Over the course of its 35-year history, MTV has gone through nearly as many makeovers as Madonna. In its latest incarnation, the network formerly known as Music Television is betting that the future is female with two bawdy comedies, Mary + Jane and Loosely Exactly Nicole, about young women chasing their dreams in the big city.
The more successful of the two, Mary + Jane, follows two twentysomething best friends selling pot — excuse me, operating a “mostly legal prescription delivery service” — out of the Eastside Los Angeles apartment they share with a pet chihuahua named Daniel Day-Lewis.
Contrary to what you might expect, their names are not Mary and Jane but, rather, Jordan (Scout Durwood) and Paige (Jessica Rothe). The former is a polyamorous, libertine brunette who believes that random sex cures everything — “headaches, period cramps, Lyme disease.”
The latter is a sensitive blonde who gave up her lifestyle blog to become a “ganja-preneur” and is heartbroken by her recent breakup with a graffiti artist/celebrity DJ known as Softserve.
In between deliveries of bud with punny names like “Kylo Ren Faire,” they partake of such time-honored hipster customs as queuing up for artisanal toast and $15 juice served in baby bottles.
Created by Can’t Hardly Wait screenwriters Harry Elfont and Deborah Kaplan and executive produced by Snopp Dogg, Mary + Jane seems like a rather deliberate hybrid of Broad City, Comedy Central’s hit about two weed-loving best friends, and High Maintenance, the web series turned HBO comedy about a pot delivery service.
But what it lacks in conceptual originality, Mary + Jane just about makes up for in execution, with sharp satirical observations about stoner culture, celebrity, the Silver Lake lifestyle and female friendships.

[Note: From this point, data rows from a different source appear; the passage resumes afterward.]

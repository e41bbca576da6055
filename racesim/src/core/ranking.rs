use crate::core::agent::Agent;
use crate::interfaces::render_interface::LeaderboardEntry;
use std::cmp::Ordering;
use std::time::Instant;

/// cmp_race_order orders two agents by race progress: retired agents last, then more completed
/// laps first, then more distance first. Two retired agents compare equal.
pub fn cmp_race_order(a: &Agent, b: &Agent) -> Ordering {
    match (a.is_dnf(), b.is_dnf()) {
        (true, true) => Ordering::Equal,
        (true, false) => Ordering::Greater,
        (false, true) => Ordering::Less,
        (false, false) => b.lap().cmp(&a.lap()).then_with(|| {
            b.distance()
                .partial_cmp(&a.distance())
                .unwrap_or(Ordering::Equal)
        }),
    }
}

/// rank_agents returns the store indices of all agents in race order. The sort is stable with
/// respect to the store order, so ranking an unchanged store always yields the same order.
pub fn rank_agents(agents: &[Agent]) -> Vec<usize> {
    let mut idxs: Vec<usize> = (0..agents.len()).collect();
    idxs.sort_by(|&a, &b| cmp_race_order(&agents[a], &agents[b]));
    idxs
}

/// rank_of returns the 0-based rank of the agent with the given id, if it exists.
pub fn rank_of(agents: &[Agent], ranking: &[usize], agent_id: u32) -> Option<usize> {
    ranking.iter().position(|&idx| agents[idx].id == agent_id)
}

/// calc_heart_rate returns the cosmetic heart rate for a 1-based rank.
pub fn calc_heart_rate(rank: usize, is_raining: bool, hr_variation: i32) -> i32 {
    let base = match (rank, is_raining) {
        (1, false) => 130,
        (1, true) => 135,
        (2..=3, false) => 145,
        (2..=3, true) => 150,
        (_, false) => 150,
        (_, true) => 155,
    };
    base + hr_variation
}

/// calc_win_probability returns the cosmetic win probability band (%) for a 1-based rank.
pub fn calc_win_probability(rank: usize) -> u8 {
    match rank {
        1 => 80,
        2 => 15,
        3 => 4,
        _ => 1,
    }
}

/// calc_display_lap returns the lap shown by the lap counter: the leader's lap if it is racing,
/// else the lap of the first racing agent, else 0, capped at the total number of laps.
pub fn calc_display_lap(agents: &[Agent], ranking: &[usize], tot_no_laps: u32) -> u32 {
    let lap = ranking
        .iter()
        .map(|&idx| &agents[idx])
        .find(|agent| agent.is_racing())
        .map(|agent| agent.lap())
        .unwrap_or(0);

    lap.min(tot_no_laps)
}

/// derive_leaderboard creates the ranked leaderboard rows from the agent store.
pub fn derive_leaderboard(
    agents: &[Agent],
    ranking: &[usize],
    is_raining: bool,
    now: Instant,
) -> Vec<LeaderboardEntry> {
    ranking
        .iter()
        .enumerate()
        .map(|(i, &idx)| {
            let agent = &agents[idx];
            let rank = i + 1;

            LeaderboardEntry {
                rank,
                id: agent.id,
                name: agent.name.to_owned(),
                tire_laps: agent.tire_laps(),
                status: agent.status_kind(),
                pit_remaining_s: agent.pit_remaining(now).map(|t| t.as_secs_f64()),
                heart_rate: if agent.is_racing() {
                    Some(calc_heart_rate(rank, is_raining, agent.hr_variation))
                } else {
                    None
                },
                win_probability: if agent.is_dnf() {
                    None
                } else {
                    Some(calc_win_probability(rank))
                },
            }
        })
        .collect()
}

One particularly funny subplot finds Jordan making a delivery to the home of an unnamed, Brangelina-esque Hollywood A-list couple whose large, multi-ethnic brood of children, forbidden from watching television or movies, relies on an in-house improv troupe for entertainment.
The show is also populated with peripheral characters, including a creaky-voiced, humblebragging scenester named Jenny (but pronounced “Jen-nay”), who are vividly drawn and amusingly absurd.